Despite a ban on gatherings of more than 500 people, huge crowds flocked to the popular Bondi Beach and other beaches across Sydney on Friday 20 March. On 21 March, crowds built up yet again which led Waverley Council to temporarily close Bondi, and the other beaches of Bronte and Tamarama.

From 24 March, parents were encouraged to keep children home from school, although schools remained open.

On 30 March, NSW Parliament passed the "COVID-19 Restrictions on Gathering and Movement" law, which limited public gatherings to two people and directed, "that a person must not, without reasonable excuse, leave the person's place of residence." It listed 16 reasonable excuses and took effect from midnight on 31 March.

On 8 May the Federal Government released a three-stage plan to re-open Australia in a COVID-safe structure. From 15 May New South Wales allowed five people to visit homes and to travel any distance to do so, outdoor gatherings of up to ten people, and some outdoor facilities to open.

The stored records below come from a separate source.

use anyhow::Context;
use async_trait::async_trait;
use chrono::{DateTime, Utc};
use sqlx::PgPool;
use uuid::Uuid;

use super::model::Task;

/// Row-level access to the `tasks` table. Every method touches at most one row,
/// except `list_between` which only reads.
#[async_trait]
pub trait TaskStore: Send + Sync {
    async fn insert(&self, user_id: Uuid, text: &str, published_at: DateTime<Utc>) -> anyhow::Result<Task>;
    async fn get(&self, id: i64) -> anyhow::Result<Option<Task>>;
    /// Tasks of `user_id` published in `[from, to)`, oldest first, ties by id.
    async fn list_between(&self, user_id: Uuid, from: DateTime<Utc>, to: DateTime<Utc>) -> anyhow::Result<Vec<Task>>;
    /// Writes only touch a row owned by `user_id`; `None` otherwise.
    async fn update_text(&self, user_id: Uuid, id: i64, text: &str) -> anyhow::Result<Option<Task>>;
    async fn set_done(&self, user_id: Uuid, id: i64, done: bool) -> anyhow::Result<Option<Task>>;
    /// Returns false when no row of `user_id` had that id.
    async fn delete(&self, user_id: Uuid, id: i64) -> anyhow::Result<bool>;
}

#[derive(Clone)]
pub struct PgTaskStore {
    pool: PgPool,
}

impl PgTaskStore {
    pub fn new(pool: PgPool) -> Self {
        Self { pool }
    }
}

#[async_trait]
impl TaskStore for PgTaskStore {
    async fn insert(&self, user_id: Uuid, text: &str, published_at: DateTime<Utc>) -> anyhow::Result<Task> {
        let rec = sqlx::query_as::<_, Task>(
            r#"
            INSERT INTO tasks (user_id, task_text, published_at)
            VALUES ($1, $2, $3)
            RETURNING id, user_id, task_text, done, published_at
            "#,
        )
        .bind(user_id)
        .bind(text)
        .bind(published_at)
        .fetch_one(&self.pool)
        .await
        .context("insert task")?;

        Ok(rec)
    }

    async fn get(&self, id: i64) -> anyhow::Result<Option<Task>> {
        let rec = sqlx::query_as::<_, Task>(
            r#"
            SELECT id, user_id, task_text, done, published_at
            FROM tasks
            WHERE id = $1
            "#,
        )
        .bind(id)
        .fetch_optional(&self.pool)
        .await
        .context("get task")?;

        Ok(rec)
    }

    async fn list_between(&self, user_id: Uuid, from: DateTime<Utc>, to: DateTime<Utc>) -> anyhow::Result<Vec<Task>> {
        let rec = sqlx::query_as::<_, Task>(
            r#"
            SELECT id, user_id, task_text, done, published_at
            FROM tasks
            WHERE user_id = $1 AND published_at >= $2 AND published_at < $3
            ORDER BY published_at ASC, id ASC
            "#,
        )
        .bind(user_id)
        .bind(from)
        .bind(to)
        .fetch_all(&self.pool)
        .await
        .context("list tasks")?;

        Ok(rec)
    }

    async fn update_text(&self, user_id: Uuid, id: i64, text: &str) -> anyhow::Result<Option<Task>> {
        let rec = sqlx::query_as::<_, Task>(
            r#"
            UPDATE tasks
            SET task_text = $3
            WHERE id = $2 AND user_id = $1
            RETURNING id, user_id, task_text, done, published_at
            "#,
        )
        .bind(user_id)
        .bind(id)
        .bind(text)
        .fetch_optional(&self.pool)
        .await
        .context("update task text")?;

        Ok(rec)
    }

    async fn set_done(&self, user_id: Uuid, id: i64, done: bool) -> anyhow::Result<Option<Task>> {
        let rec = sqlx::query_as::<_, Task>(
            r#"
            UPDATE tasks
            SET done = $3
            WHERE id = $2 AND user_id = $1
            RETURNING id, user_id, task_text, done, published_at
            "#,
        )
        .bind(user_id)
        .bind(id)
        .bind(done)
        .fetch_optional(&self.pool)
        .await
        .context("update task done flag")?;

        Ok(rec)
    }

    async fn delete(&self, user_id: Uuid, id: i64) -> anyhow::Result<bool> {
        let res = sqlx::query(
            r#"
            DELETE FROM tasks
            WHERE id = $1 AND user_id = $2
            "#,
        )
        .bind(id)
        .bind(user_id)
        .execute(&self.pool)
        .await
        .context("delete task")?;

        Ok(res.rows_affected() == 1)
    }
}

From 11 May, students returned to school one day a week with a plan for a phased return over several weeks. From 25 May, the phased return was replaced with full-time schooling.

From 1 July 2020, New South Wales eased restrictions further due to the limited community transmission of COVID-19, at that time. No set upper limit on patron numbers at indoor venues, but only one person per 4 square metres. Outdoor venues, with a maximum capacity of 40,000, were allowed up to 25 per cent of normal capacity. Events had to be ticketed, patrons seated and follow guidelines. Restriction on funerals eased, but the four-square-metre rule applied. Other existing restrictions, no more than 20 guests inside homes, 20 outside, remained in force. Restrictions were tightened again on 17 July.

==== 2021 ====
On 23 June 2021, from 4pm, some partial restrictions were introduced for Greater Sydney, the Blue Mountains, the Central Coast, Wollongong and Shellharbour limiting visitor numbers to homes, density in hospitality venues, participant numbers in dance and gym classes, and other activities, and requiring masks in indoor non-residential settings. Residents of the City of Sydney, Waverley, Randwick, Canada Bay, Inner West, Bayside, and Woollahra local government areas were restricted from travel outside metropolitan Sydney for non-essential reasons.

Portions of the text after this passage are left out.